Sophrony Kirilov jala con gran esfuerzo las pesadas sogas de las campanas de la iglesia Ortodoxa Oriental más austral del mundo, llamando a todo aquel que quiera asistir a misa en esta remota isla antártica.
El sacerdote ruso de 38 años luce una sotana negra y un chaleco que tiene cosidos parches con imágenes de pingüinos y focas que representan sus cuatro años oficiando misa en el extremo sur del mundo. Si bien extraña a su familia y los inviernos oscuros y largos, dice que en ningún otro sitio se siente tan cerca de Dios como en esta frígida tierra.
«En el mundo no hay tranquilidad y silencio. Pero aquí es lo suficientemente silencioso», dijo Kirilov en la Iglesia de la Santísima Trinidad, un pequeño edificio de madera posado en una colina rocosa sobre un conjunto de viviendas prefabricadas donde residen científicos, cocineros y otros trabajadores que viven en este continente helado, al menos parte del año.
Kirilov, quien también trabaja como carpintero y albañil en la estación rusa de Bellinghausen, dice que su pasión por la Antártida está íntimamente ligada a su amor por la iglesia, que aún huele a cedro traído desde Siberia para que pueda resistir las heladas y el viento.
Sacerdotes rusos se turnan para vivir aquí por un año, más que nada para oficiar misa para los trabajadores de esta base rusa donde viven entre 15 y 30 personas, dependiendo de la época del año. Los religiosos le abren las puertas a cualquiera de los otros habitantes de esta isla, que británicos y chilenos llaman Rey Jorge y los argentinos 25 de Mayo. Se calcula que unas 100 personas permanecen aquí en invierno cuando las temperaturas llegan a 25 grados bajo cero (-13 Fahrenheit) y que en verano, en que las temperaturas no son tan bajas, y hay unas 500 en el aún helado verano antártico.

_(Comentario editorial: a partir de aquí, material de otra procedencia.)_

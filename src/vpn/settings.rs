use anyhow::{Context, Result};

use super::parser::parse_settings;
use super::{CommandGateway, VpnCommand};
use crate::config::{SettingKey, SettingValue, Settings};

/// Copy the client's current settings into the store. Returns how many keys were applied.
pub async fn sync_settings(gateway: &dyn CommandGateway, settings: &mut Settings) -> Result<usize> {
    let raw = gateway
        .exec_if_running(&VpnCommand::Settings)
        .await
        .context("Failed to read VPN settings")?;

    let mut applied = 0;
    for (key, value) in parse_settings(&raw) {
        match settings.apply(key, &value) {
            Ok(()) => applied += 1,
            Err(e) => tracing::warn!("Ignoring VPN setting {}: {}", key.as_str(), e),
        }
    }

    tracing::debug!("Synced {} settings from the VPN client", applied);
    Ok(applied)
}

/// Change a setting in the client, then mirror it into the store
pub async fn apply_setting(
    gateway: &dyn CommandGateway,
    settings: &mut Settings,
    key: SettingKey,
    value: SettingValue,
) -> Result<()> {
    let cli_name = key
        .cli_name()
        .ok_or_else(|| anyhow::anyhow!("`{}` is not a VPN client setting", key.as_str()))?;

    let command = match (&key, &value) {
        (SettingKey::Autoconnect, SettingValue::Bool(on)) => VpnCommand::Autoconnect(*on),
        (_, SettingValue::Bool(on)) => VpnCommand::Set {
            key: cli_name.to_string(),
            value: if *on { "on" } else { "off" }.to_string(),
        },
        (_, SettingValue::Text(text)) => VpnCommand::Set {
            key: cli_name.to_string(),
            value: text.clone(),
        },
        _ => anyhow::bail!("`{}` takes a boolean or text value", key.as_str()),
    };

    gateway
        .exec_if_running(&command)
        .await
        .with_context(|| format!("Failed to set {}", key.as_str()))?;
    settings.apply(key, &value)?;

    tracing::info!("Set {} to {:?}", key.as_str(), value);
    Ok(())
}

#[cfg(test)]
mod tests {
    use super::*;
    use crate::vpn::tests::MockGateway;

    #[tokio::test]
    async fn test_sync_settings_applies_known_keys() {
        let gateway = MockGateway::new("Status: Disconnected");
        *gateway.settings.lock().unwrap() = "Technology: OPENVPN\nProtocol: TCP\n\
            Firewall: disabled\nKill Switch: enabled\nMeshnet: enabled\n"
            .to_string();
        let mut settings = Settings::default();

        let applied = sync_settings(&gateway, &mut settings).await.unwrap();
        assert_eq!(applied, 4);
        assert_eq!(settings.technology, "OPENVPN");
        assert_eq!(settings.protocol, "TCP");
        assert!(!settings.firewall);
        assert!(settings.killswitch);
        assert_eq!(gateway.count(|c| *c == VpnCommand::Settings), 1);
    }

    #[tokio::test]
    async fn test_sync_settings_with_dead_daemon() {
        let gateway = MockGateway::new("");
        *gateway.running.lock().unwrap() = false;
        let mut settings = Settings::default();

        assert_eq!(sync_settings(&gateway, &mut settings).await.unwrap(), 0);
        assert_eq!(settings, Settings::default());
    }

    #[tokio::test]
    async fn test_apply_setting_issues_set() {
        let gateway = MockGateway::new("Status: Disconnected");
        let mut settings = Settings::default();

        apply_setting(&gateway, &mut settings, SettingKey::Cybersec, SettingValue::Bool(true))
            .await
            .unwrap();
        assert!(settings.cybersec);
        assert_eq!(
            gateway.count(|c| *c
                == VpnCommand::Set {
                    key: "threatprotectionlite".to_string(),
                    value: "on".to_string()
                }),
            1
        );

        apply_setting(&gateway, &mut settings, SettingKey::Autoconnect, SettingValue::Bool(true))
            .await
            .unwrap();
        assert!(settings.autoconnect);
        assert_eq!(gateway.count(|c| *c == VpnCommand::Autoconnect(true)), 1);
    }

    #[tokio::test]
    async fn test_apply_setting_rejects_local_keys() {
        let gateway = MockGateway::new("Status: Disconnected");
        let mut settings = Settings::default();
        let result = apply_setting(
            &gateway,
            &mut settings,
            SettingKey::ExtraLargeButton,
            SettingValue::Bool(true),
        )
        .await;
        assert!(result.is_err());
        assert_eq!(gateway.count(|_| true), 0);
    }
}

El edificio grisáceo revestido de tablillas fue construido en Rusia, desmantelado y transportado madera por madera, como «si fuesen piezas de Lego», cuenta Alejo Contreras, un explorador antártico chileno que observó la construcción y consagración de la iglesia en el 2004. Para protegerla de los vientos, está atada a la montaña con cadenas.
En el verano, los turistas y el personal de las estaciones internacionales de la zona desafían los vientos para venir a la iglesia, dejando sus botas embarradas de lodo y nieve en la entrada.
Algunos rezan en silencio, de pie o arrodillados, ya que no hay bancos en el diminuto interior, en tanto que otros se maravillan del iconostasio, la pared de iconos que separa el santuario con sus paneles dorados de santos barbudos y ángeles alados pintados en vivos colores.
Durante las misas dominicales Kirilov, lee las escrituras en ruso y canta con una voz angelical.
Los trabajadores rusos del Polo, igual que cualquier otro creyente, quieren apoyo espiritual, una iglesia dedicada a Dios», expresó Kirilov, quien tiene una barba en la que asoman canas y ojos azules con tonos grises.
Para llegar al campanario hay que subir una escalera y atravesar un agujero cuadrado como la entrada de un atico. A lo sumo caben tres personas apretadas en el sector de las pesadas campanas rusas, que penetran el silencio de la nieve con un sonido cacofónico e hipnótico parecido al de un cruce de vías férreas.
De noche la iglesia es iluminada de abajo y sirve de referencia como la luz de un faro para los barcos que cruzan el Mar del Sur.
La pequeña iglesia se encuentra a casi 16.000 kilómetros (10.000 millas) del monasterio de Kirilov cerca de Moscú. Pero está a pocos pasos del edificio rojo parecido a un bunker que es su hogar en la Antártida.
Junto a la puerta de entrada, en la que Kirilov pintó flores que le recuerdan la naturaleza en los oscuros meses de invierno, hay un par de esquíes que el religioso usa para explorar la isla.